Number one and most important…puppies do not come potty trained. So during the holidays, and in between family, eggnog, toy assembly, and traveling “over the hills and through the woods to grandma’s house”, you will have to make sure to let the dog out at least every 2 to 3 hours. You will have to watch the pup like a hawk when he/she is loose and running around with the kids. Keep in mind this does not mean the dog can be put in the crate while you are gone and left in solitary confinement… Oh, and one more thing, you will also have to get up once or twice a night with the pup to take them outside unless you want them to learn to pee and poop in that very crate, right?
Number two…puppies have a very short and critical developmental period that lasts from about week 3 to only about week 20. During that time they need to be exposed to all the things life will throw at them for the rest of their lives, and all of these experiences must be positive and properly conditioned. This will require meeting new people while at the same time having positive associations with them. My rule of thumb for clients is the puppy must meet and experience 50 new things a week.  Remember, if you get your pup at 12 weeks you only have 8 weeks to properly socialize the pup. Now ask yourself, are the Holidays the right time to take on this important task? Remember…all the associations must be positive!
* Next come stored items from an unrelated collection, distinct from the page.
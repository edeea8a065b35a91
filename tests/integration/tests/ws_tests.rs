//! WebSocket subscription tests

use integration_tests::*;
use reqwest::StatusCode;

#[tokio::test]
async fn test_ws_requires_channels() {
    let server = TestServer::start().await.unwrap();
    let mut ws = server.connect_ws(None).await.unwrap();

    match ws.next().await.unwrap() {
        WsReceived::Error(error) => assert_eq!(error, "'channels' query parameter required"),
        other => panic!("Expected error frame, got {other:?}"),
    }
    assert_eq!(ws.wait_closed().await.unwrap(), Some(1008));
}

#[tokio::test]
async fn test_ws_receives_messages_on_all_channels() {
    let server = TestServer::start().await.unwrap();
    let foo = unique_channel("foo");
    let bar = unique_channel("bar");

    let mut ws = server.connect_ws(Some(&format!("{foo},{bar}"))).await.unwrap();

    // The first ping means the subscription is live
    let ping = ws.next_event("ping").await.unwrap();
    assert_eq!(ping, WsFrame::control("ping"));
    ws.send(&WsFrame::control("pong")).await.unwrap();

    for (channel, text) in [(&foo, "one"), (&bar, "two")] {
        let response = server
            .post("/messages", &PublishBody::text(channel, text))
            .await
            .unwrap();
        let result: PublishResult = assert_json(response, StatusCode::ACCEPTED).await.unwrap();
        assert_eq!(result.subscribers, 1);
    }

    let mut received = Vec::new();
    while received.len() < 2 {
        let frame = ws.next_event("message").await.unwrap();
        received.push(frame.message_data().unwrap());
    }
    received.sort_by(|a, b| a.message.cmp(&b.message));
    assert_eq!(received[0].channel, foo);
    assert_eq!(received[0].message, "one");
    assert_eq!(received[1].channel, bar);
    assert_eq!(received[1].message, "two");

    let response = server.get("/health").await.unwrap();
    let health: HealthBody = assert_json(response, StatusCode::OK).await.unwrap();
    assert_eq!(health.ws_connections, 1);
    assert!(health.messages_pushed >= 2);

    ws.close().await.unwrap();
}

#[tokio::test]
async fn test_ws_client_ping_gets_pong() {
    let server = TestServer::start().await.unwrap();
    let mut ws = server
        .connect_ws(Some(&unique_channel("pingpong")))
        .await
        .unwrap();

    ws.send(&WsFrame::control("ping")).await.unwrap();
    let pong = ws.next_event("pong").await.unwrap();
    assert_eq!(pong, WsFrame::control("pong"));
}

#[tokio::test]
async fn test_ws_session_lifecycle() {
    let server = TestServer::start_with(SHORT_LIFETIME).await.unwrap();
    let mut ws = server
        .connect_ws(Some(&unique_channel("lifecycle")))
        .await
        .unwrap();

    // next_event answers pings, keeping the session alive until its lifetime ends
    let reconnect = ws.next_event("reconnect").await.unwrap();
    assert_eq!(reconnect, WsFrame::control("reconnect"));
    assert_eq!(ws.wait_closed().await.unwrap(), Some(1000));
}

#[tokio::test]
async fn test_ws_unanswered_ping_times_out() {
    let server = TestServer::start_with(&[("PUSH_HEARTBEAT_INTERVAL_SECS", "1")])
        .await
        .unwrap();
    let mut ws = server
        .connect_ws(Some(&unique_channel("silent")))
        .await
        .unwrap();

    assert_eq!(ws.wait_closed().await.unwrap(), Some(4009));
}
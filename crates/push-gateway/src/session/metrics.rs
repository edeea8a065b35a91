//! Process-wide connection metrics

use serde::Serialize;
use std::sync::atomic::{AtomicU64, Ordering};
use std::sync::Arc;

/// Counters shared by all sessions.
///
/// Observability only: nothing in the gateway branches on these values.
#[derive(Debug, Default)]
pub struct GatewayMetrics {
    ws_connections: AtomicU64,
    messages_pushed: AtomicU64,
}

/// Point-in-time copy of [`GatewayMetrics`]
#[derive(Debug, Clone, Copy, PartialEq, Eq, Serialize)]
pub struct MetricsSnapshot {
    pub ws_connections: u64,
    pub messages_pushed: u64,
}

impl GatewayMetrics {
    #[must_use]
    pub fn new_shared() -> Arc<Self> {
        Arc::new(Self::default())
    }

    /// Count an open WebSocket session until the guard is dropped
    #[must_use]
    pub fn connection_opened(self: &Arc<Self>) -> ConnectionGuard {
        self.ws_connections.fetch_add(1, Ordering::Relaxed);
        ConnectionGuard {
            metrics: Arc::clone(self),
        }
    }

    pub fn message_pushed(&self) {
        self.messages_pushed.fetch_add(1, Ordering::Relaxed);
    }

    #[must_use]
    pub fn ws_connections(&self) -> u64 {
        self.ws_connections.load(Ordering::Relaxed)
    }

    #[must_use]
    pub fn messages_pushed(&self) -> u64 {
        self.messages_pushed.load(Ordering::Relaxed)
    }

    #[must_use]
    pub fn snapshot(&self) -> MetricsSnapshot {
        MetricsSnapshot {
            ws_connections: self.ws_connections(),
            messages_pushed: self.messages_pushed(),
        }
    }
}

/// Decrements the connection gauge exactly once, on drop
#[derive(Debug)]
pub struct ConnectionGuard {
    metrics: Arc<GatewayMetrics>,
}

impl Drop for ConnectionGuard {
    fn drop(&mut self) {
        self.metrics.ws_connections.fetch_sub(1, Ordering::Relaxed);
    }
}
Number three…puppies need a lot of visits early on to the vet, and just as many to the pet supply store. Boosters, physical checkups, chew toys, crates; the list is in some cases is never-ending. Plus, all of these medical visits and shopping trips have to be done on a pretty strict timetable. You cannot just wait until after the holidays to start vaccinations or to buy that all-important crate. I know you may figure the pup can just sleep with the kids or be put in the bathroom for a week or two until the Holidays are over, but this can and will set training back! It’s important to remember that during the Holidays, many vets and pet supply stores might very well be closed several days each week for staff and crew to spend time with their families. Ask yourself again…are the Holidays really the best time to get a new pet, especially a puppy?
This brings me to the fourth and final point…the idea of giving dogs/puppies as gifts. First, if this is a gift to an adult, let’s say a spouse or girl/boyfriend; I totally disagree with the idea. A new puppy is a huge responsibility and even though cute and cuddly at the moment of gifting, they can and will change the way that person will need to live their life, forever. If that person is not ready for this responsibility, this will become a pup that ends up in a shelter! Please remember, never buy someone a pet unless that person is involved in the decision-making process, period.
Now giving dogs/puppies as gifts to kids is a totally different ball game. In my opinion, the age a child should get their first dog is at least 9 or 10 and no younger. Why do you ask? Because with those children younger than 9 or 10, it will be you taking care of the puppy on during the Holidays as well as on a day-to-day basis going forward! This is because younger children typically can’t handle the responsibility of taking care of a puppy.  Something else to consider is that younger children do not understand how to treat an animal, and this skill is one that has no business being taught during the busy time of the Holidays…
I am writing this article, not to preach or to be bossy, but simply to list some of the common pitfalls I see folks make each year near the Holidays when they buy or adopt dogs/puppies.  The Holidays are already a high-stress, busy and chaotic time, and in most cases, really not conducive to introducing a new pet to the family. So please take this article for what it’s worth. From this dog trainer’s point of view, a gift certificate to your special person for a puppy in February is a far better choice, not only for you and that special person but also for the dog! Happy Holidays!!!